For over half a century, the company suggested, “ask the man who owns one,” fully confident of what the answer would be. Packard owner loyalty was fierce. It still is. Enthusiasts of the marque today virtually leap at the chance to espouse the virtues of a Packard.
The virtues were estimable. For extended touring on the open road, few cars could equal the comfort and ease of travel by Packard. Occasionally even Ettore Bugatti used one in preference to his own make for journeys on the Continent. In America, Packard was favored by college presidents and for ceremonial parades (Lindbergh’s ticker tape in 1927, Roosevelt’s inaugural in 1933 among them). Packard spelled prestige.

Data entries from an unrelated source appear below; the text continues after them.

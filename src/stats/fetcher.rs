//! Proxy fallback fetching
//!
//! The hiscore service does not allow cross-origin requests, so the lookup
//! goes through a list of public proxies. Proxies are tried strictly in
//! order, one at a time; the first successful response wins.

use async_trait::async_trait;
use reqwest::Client;
use std::fmt;
use std::time::Duration;
use tracing::{debug, info, warn};

/// Header the CORS proxies require on forwarded requests
pub const REQUESTED_WITH_HEADER: (&str, &str) = ("X-Requested-With", "XMLHttpRequest");

/// Single request capability used by [`first_success`]
#[async_trait]
pub trait TextFetcher: Send + Sync {
    /// GET `url` and return the body of a successful response
    async fn get_text(&self, url: &str) -> Result<String, AttemptError>;
}

/// Why one proxy attempt failed
#[derive(Debug, Clone, PartialEq, Eq, thiserror::Error)]
pub enum AttemptError {
    #[error("request failed: {0}")]
    Transport(String),

    #[error("unexpected status {0}")]
    Status(u16),

    #[error("timed out after {0:?}")]
    Timeout(Duration),
}

/// A failed attempt and the endpoint it was made against
#[derive(Debug, Clone, PartialEq, Eq)]
pub struct AttemptFailure {
    pub url: String,
    pub error: AttemptError,
}

impl fmt::Display for AttemptFailure {
    fn fmt(&self, f: &mut fmt::Formatter<'_>) -> fmt::Result {
        write!(f, "{}: {}", self.url, self.error)
    }
}

/// Every proxy failed, or there was none to try
#[derive(Debug, Clone, PartialEq, Eq, thiserror::Error)]
pub enum FetchError {
    #[error("no proxy endpoints configured")]
    NoProxies,

    #[error("all {} proxies failed", .attempts.len())]
    AllProxiesFailed { attempts: Vec<AttemptFailure> },
}

/// A proxy that forwards to whatever URL is appended to it
#[derive(Debug, Clone, PartialEq, Eq)]
pub struct ProxyEndpoint {
    prefix: String,
}

impl ProxyEndpoint {
    pub fn new(prefix: impl Into<String>) -> Self {
        Self {
            prefix: prefix.into(),
        }
    }

    pub fn prefix(&self) -> &str {
        &self.prefix
    }

    /// Full request URL for `target`
    pub fn build(&self, target: &str) -> String {
        format!("{}{}", self.prefix, target)
    }
}

/// Try each endpoint in order and return the first successful body
///
/// Attempts are sequential. Each one is bounded by `attempt_timeout`; a
/// timed-out attempt counts as a failure and the next endpoint is tried.
pub async fn first_success<F>(
    fetcher: &F,
    endpoints: &[ProxyEndpoint],
    target: &str,
    attempt_timeout: Duration,
) -> Result<String, FetchError>
where
    F: TextFetcher + ?Sized,
{
    if endpoints.is_empty() {
        return Err(FetchError::NoProxies);
    }

    let mut attempts = Vec::with_capacity(endpoints.len());
    for endpoint in endpoints {
        let url = endpoint.build(target);
        debug!("Requesting {}", url);

        let outcome = match tokio::time::timeout(attempt_timeout, fetcher.get_text(&url)).await {
            Ok(outcome) => outcome,
            Err(_) => Err(AttemptError::Timeout(attempt_timeout)),
        };

        match outcome {
            Ok(body) => {
                info!("Fetched {} bytes through {}", body.len(), endpoint.prefix());
                return Ok(body);
            }
            Err(error) => {
                warn!("Proxy {} failed: {}", endpoint.prefix(), error);
                attempts.push(AttemptFailure { url, error });
            }
        }
    }

    warn!("All {} proxies failed", attempts.len());
    Err(FetchError::AllProxiesFailed { attempts })
}

/// [`TextFetcher`] backed by `reqwest`
#[derive(Debug, Clone)]
pub struct HttpTextFetcher {
    client: Client,
    timeout: Duration,
}

impl HttpTextFetcher {
    pub fn new(timeout: Duration) -> Self {
        Self {
            client: Client::builder()
                .timeout(timeout)
                .build()
                .unwrap_or_else(|_| Client::new()),
            timeout,
        }
    }
}

#[async_trait]
impl TextFetcher for HttpTextFetcher {
    async fn get_text(&self, url: &str) -> Result<String, AttemptError> {
        let (header, value) = REQUESTED_WITH_HEADER;
        let response = self
            .client
            .get(url)
            .header(header, value)
            .send()
            .await
            .map_err(|e| {
                if e.is_timeout() {
                    AttemptError::Timeout(self.timeout)
                } else {
                    AttemptError::Transport(e.to_string())
                }
            })?;

        let status = response.status();
        debug!("{} answered {}", url, status);
        if !status.is_success() {
            return Err(AttemptError::Status(status.as_u16()));
        }

        response
            .text()
            .await
            .map_err(|e| AttemptError::Transport(e.to_string()))
    }
}
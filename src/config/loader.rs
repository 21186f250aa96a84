//! Configuration File Loading
//!
//! Finds the first configuration file on the search path, parses it as TOML
//! or JSON depending on its extension, and validates the result. When no file
//! exists the defaults are used.

use super::theme::ThemeManager;
use super::Config;
use crate::error::{Error, Result};
use std::env;
use std::fs;
use std::path::{Path, PathBuf};
use tracing::{debug, info, warn};

/// Environment variable naming an explicit configuration file
pub const CONFIG_ENV_VAR: &str = "TERMFOLIO_CONFIG";

/// Configuration file loader
pub struct ConfigLoader {
    /// Base paths, each tried with every supported extension
    search_paths: Vec<PathBuf>,
    /// Supported configuration file formats, in preference order
    supported_formats: Vec<ConfigFormat>,
    /// Path of the file last loaded
    current_path: Option<PathBuf>,
}

#[derive(Debug, Clone, Copy, PartialEq, Eq)]
pub enum ConfigFormat {
    Toml,
    Json,
}

impl ConfigFormat {
    pub fn extension(self) -> &'static str {
        match self {
            ConfigFormat::Toml => "toml",
            ConfigFormat::Json => "json",
        }
    }

    fn label(self) -> &'static str {
        match self {
            ConfigFormat::Toml => "TOML",
            ConfigFormat::Json => "JSON",
        }
    }

    /// Format implied by a file extension; unknown extensions read as TOML
    pub fn from_path(path: &Path) -> Self {
        match path.extension().and_then(|ext| ext.to_str()) {
            Some("json") => ConfigFormat::Json,
            _ => ConfigFormat::Toml,
        }
    }
}

impl ConfigLoader {
    /// Loader over the default search paths
    pub fn new() -> Self {
        Self::with_search_paths(Self::default_search_paths())
    }

    /// Loader over custom base paths
    pub fn with_search_paths(search_paths: Vec<PathBuf>) -> Self {
        Self {
            search_paths,
            supported_formats: vec![ConfigFormat::Toml, ConfigFormat::Json],
            current_path: None,
        }
    }

    /// Load configuration from the default locations
    pub fn load() -> Result<Config> {
        Self::new().load_with_path().map(|(config, _)| config)
    }

    /// Load configuration and report which file it came from
    ///
    /// `TERMFOLIO_CONFIG` takes precedence over the search path. A file that
    /// exists but fails to parse is skipped with a warning.
    pub fn load_with_path(&mut self) -> Result<(Config, Option<PathBuf>)> {
        if let Ok(explicit) = env::var(CONFIG_ENV_VAR) {
            let path = PathBuf::from(explicit);
            info!("Loading config from ${}: {}", CONFIG_ENV_VAR, path.display());
            let config = Self::load_from_path(&path)?;
            self.current_path = Some(path.clone());
            return Ok((config, Some(path)));
        }

        if let Some((path, config)) = self.find_and_load_config() {
            Self::validate(&config)?;
            info!("Loaded config from {}", path.display());
            self.current_path = Some(path.clone());
            return Ok((config, Some(path)));
        }

        debug!("No config file found, using defaults");
        Ok((Config::default(), None))
    }

    /// Load and validate one specific file
    pub fn load_from_path(path: &Path) -> Result<Config> {
        if !path.exists() {
            return Err(Error::ConfigLoadFailed {
                path: path.to_path_buf(),
                reason: "file does not exist".to_string(),
            });
        }
        let config = Self::load_config_file(path, ConfigFormat::from_path(path))?;
        Self::validate(&config)?;
        Ok(config)
    }

    /// Save configuration, choosing the format from the extension
    pub fn save_to_path(config: &Config, path: &Path) -> Result<()> {
        if let Some(parent) = path.parent() {
            fs::create_dir_all(parent)?;
        }

        let format = ConfigFormat::from_path(path);
        let content = match format {
            ConfigFormat::Json => serde_json::to_string_pretty(config).map_err(|e| {
                Error::ConfigSerializationFailed {
                    format: format.label().to_string(),
                    reason: e.to_string(),
                }
            })?,
            ConfigFormat::Toml => {
                toml::to_string_pretty(config).map_err(|e| Error::ConfigSerializationFailed {
                    format: format.label().to_string(),
                    reason: e.to_string(),
                })?
            }
        };

        fs::write(path, content)?;
        Ok(())
    }

    fn find_and_load_config(&self) -> Option<(PathBuf, Config)> {
        for base in &self.search_paths {
            for format in &self.supported_formats {
                let config_path = base.with_extension(format.extension());
                if !config_path.exists() {
                    continue;
                }

                match Self::load_config_file(&config_path, *format) {
                    Ok(config) => return Some((config_path, config)),
                    Err(e) => {
                        warn!(
                            "Failed to load config from {}: {}",
                            config_path.display(),
                            e
                        );
                    }
                }
            }
        }
        None
    }

    fn load_config_file(path: &Path, format: ConfigFormat) -> Result<Config> {
        let content = fs::read_to_string(path).map_err(|e| Error::ConfigLoadFailed {
            path: path.to_path_buf(),
            reason: e.to_string(),
        })?;

        match format {
            ConfigFormat::Toml => toml::from_str(&content).map_err(|e| Error::ConfigParseFailed {
                format: format.label().to_string(),
                reason: e.to_string(),
            }),
            ConfigFormat::Json => {
                serde_json::from_str(&content).map_err(|e| Error::ConfigParseFailed {
                    format: format.label().to_string(),
                    reason: e.to_string(),
                })
            }
        }
    }

    /// Base paths searched, highest priority first
    fn default_search_paths() -> Vec<PathBuf> {
        let mut paths = Vec::new();

        if let Ok(xdg_config) = env::var("XDG_CONFIG_HOME") {
            paths.push(PathBuf::from(xdg_config).join("termfolio").join("config"));
        }

        if let Some(config_dir) = dirs::config_dir() {
            paths.push(config_dir.join("termfolio").join("config"));
        }

        if let Some(home) = dirs::home_dir() {
            paths.push(home.join(".termfolio").join("config"));
        }

        if let Ok(cwd) = env::current_dir() {
            paths.push(cwd.join(".termfolio").join("config"));
        }

        paths
    }

    /// Reject configurations the application cannot run with
    pub fn validate(config: &Config) -> Result<()> {
        if config.terminal.prompt.trim().is_empty() {
            return Err(Error::ConfigValidationFailed {
                field: "terminal.prompt".to_string(),
                reason: "Prompt cannot be empty".to_string(),
            });
        }

        if config.terminal.typing_interval_ms == 0 {
            return Err(Error::ConfigValidationFailed {
                field: "terminal.typing_interval_ms".to_string(),
                reason: "Typing interval must be greater than 0".to_string(),
            });
        }

        if config.stats.proxies.is_empty() {
            return Err(Error::ConfigValidationFailed {
                field: "stats.proxies".to_string(),
                reason: "At least one proxy is required".to_string(),
            });
        }

        if config.stats.request_timeout_secs == 0 {
            return Err(Error::ConfigValidationFailed {
                field: "stats.request_timeout_secs".to_string(),
                reason: "Request timeout must be greater than 0".to_string(),
            });
        }

        if !(8..=72).contains(&config.ui.font_size) {
            return Err(Error::ConfigValidationFailed {
                field: "ui.font_size".to_string(),
                reason: "Font size must be between 8 and 72".to_string(),
            });
        }

        let themes = ThemeManager::new();
        if !themes.has_theme(&config.ui.theme_name) {
            return Err(Error::ConfigValidationFailed {
                field: "ui.theme_name".to_string(),
                reason: format!(
                    "Unknown theme '{}' (available: {})",
                    config.ui.theme_name,
                    themes.list_themes().join(", ")
                ),
            });
        }

        Ok(())
    }

    /// Path of the file last loaded
    pub fn current_path(&self) -> Option<&Path> {
        self.current_path.as_deref()
    }

    pub fn search_paths(&self) -> &[PathBuf] {
        &self.search_paths
    }
}

impl Default for ConfigLoader {
    fn default() -> Self {
        Self::new()
    }
}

This V-12 Sport Phaeton typifies the classic Packards of the early thirties. Its price tag was $5875, its fuel consumption under 10 mpg, its top speed over 100 mph. The car’s coachwork was courtesy of Ray Dietrich, Packard’s most prolific custom body designer. Sophistication of line and proportion was a Dietrich hallmark, as were nifty styling treatments of usually mundane features. The rear compartment wind wings in this car, for example, hinge at the rear windshield, attach at the door handles, and thus open and close with the doors themselves. If a breezier ride was desired, the wings could simply be unhooked and folded against the windshield; the entire assembly then rolled down neatly into the divider section.
Precisely how many Sport Phaetons were built is not known. This particular car was displayed in Philadelphia in the spring of 1933 to generate interest in the new Packard models, but in that Great Depression year, sales were few. From an almost 50,000-car annual production in the twenties, Packard had plunged to less than 10,000 cars by 1933. The top-of-the-line Packard (V-12 engine, 147-inch chassis) was available in 17 different body styles. Just 276 found buyers that year. The last Packard of all was built in 1958.